• [Exercise aim]:
Give the total number of lines in the data below that include "model", and nothing else.

• [Stored data entries]:
----------------------------------------

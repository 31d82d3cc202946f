use repo_viewer::config::{Config, ConfigError, ConfigStore};
use repo_viewer::model::Period;
use std::fs;
use tempfile::TempDir;

fn write_config(content: &str) -> (TempDir, std::path::PathBuf) {
    let temp_dir = TempDir::new().expect("Failed to create temp dir");
    let path = temp_dir.path().join("config.toml");
    fs::write(&path, content).expect("Failed to write config");
    (temp_dir, path)
}

/// Test that Config::default() produces the documented values.
#[test]
fn test_config_default_values() {
    let config = Config::default();

    assert_eq!(config.github.api_base_url, "https://api.github.com");
    assert!(config.github.token.is_none());
    assert_eq!(config.github.per_page, 30);
    assert_eq!(config.github.timeout_seconds, 15);
    assert!(config.github.user_agent.starts_with("repo-viewer/"));
    assert_eq!(config.ui.tick_rate_ms, 250);
    assert_eq!(config.ui.default_period, Period::Day);
    assert!(!config.ui.uppercase_strings);
    assert!(config.validate().is_ok());
}

#[test]
fn test_config_path_ends_with_expected() {
    let path = Config::config_path();
    assert!(path.ends_with("repo-viewer/config.toml"));
}

#[test]
fn test_missing_file_yields_defaults() {
    let temp_dir = TempDir::new().expect("Failed to create temp dir");
    let config = Config::load_from(&temp_dir.path().join("absent.toml")).expect("defaults");
    assert_eq!(config, Config::default());
}

#[test]
fn test_partial_file_fills_in_defaults() {
    let (_dir, path) = write_config(
        r#"
[github]
token = "ghp_example"
per_page = 50

[ui]
default_period = "month"
"#,
    );

    let config = Config::load_from(&path).expect("valid config");
    assert_eq!(config.github.token.as_deref(), Some("ghp_example"));
    assert_eq!(config.github.per_page, 50);
    assert_eq!(config.github.api_base_url, "https://api.github.com");
    assert_eq!(config.ui.default_period, Period::Month);
    assert_eq!(config.ui.tick_rate_ms, 250);
}

#[test]
fn test_malformed_toml_is_a_parse_error() {
    let (_dir, path) = write_config("[github\nper_page = ");
    let err = Config::load_from(&path).unwrap_err();
    assert!(matches!(err, ConfigError::ParseError { .. }));
    assert!(err.to_string().contains("config.toml"));
}

#[test]
fn test_unknown_period_is_a_parse_error() {
    let (_dir, path) = write_config("[ui]\ndefault_period = \"week\"\n");
    assert!(matches!(
        Config::load_from(&path),
        Err(ConfigError::ParseError { .. })
    ));
}

#[test]
fn test_validation_rejects_bad_values() {
    let cases = [
        ("[github]\napi_base_url = \"ftp://example.com\"\n", "api_base_url"),
        ("[github]\nper_page = 0\n", "per_page"),
        ("[github]\nper_page = 101\n", "per_page"),
        ("[github]\ntimeout_seconds = 0\n", "timeout_seconds"),
        ("[ui]\ntick_rate_ms = 0\n", "tick_rate_ms"),
    ];

    for (content, field) in cases {
        let (_dir, path) = write_config(content);
        match Config::load_from(&path) {
            Err(ConfigError::ValidationError { message }) => {
                assert!(message.contains(field), "{message} should mention {field}");
            }
            other => panic!("expected validation error for {field}, got {other:?}"),
        }
    }
}

#[test]
fn test_store_reload_replaces_config() {
    let (_dir, path) = write_config("[github]\nper_page = 10\n");
    let store = ConfigStore::new(Config::load_from(&path).expect("valid"), path.clone());
    assert_eq!(store.get().github.per_page, 10);
    assert_eq!(store.path(), path.as_path());

    fs::write(&path, "[github]\nper_page = 20\n").expect("rewrite");
    store.reload().expect("reload");
    assert_eq!(store.get().github.per_page, 20);
}

#[test]
fn test_store_reload_failure_keeps_old_config() {
    let (_dir, path) = write_config("[github]\nper_page = 10\n");
    let store = ConfigStore::new(Config::load_from(&path).expect("valid"), path.clone());

    fs::write(&path, "[github]\nper_page = 500\n").expect("rewrite");
    assert!(store.reload().is_err());
    assert_eq!(store.get().github.per_page, 10);
}
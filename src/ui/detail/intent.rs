use crate::model::{Item, ItemId};
use crate::ui::mvi::Intent;

#[derive(Debug, Clone)]
pub enum DetailIntent {
    Show { item: Item, favourite: bool },
    Stale { id: ItemId },
    /// Favourite flag changed for `id`; ignored unless it is the shown item.
    FavouriteChanged { id: ItemId, favourite: bool },
    Clear,
}

impl Intent for DetailIntent {}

----------------------------------------

• [Result of this task]:
2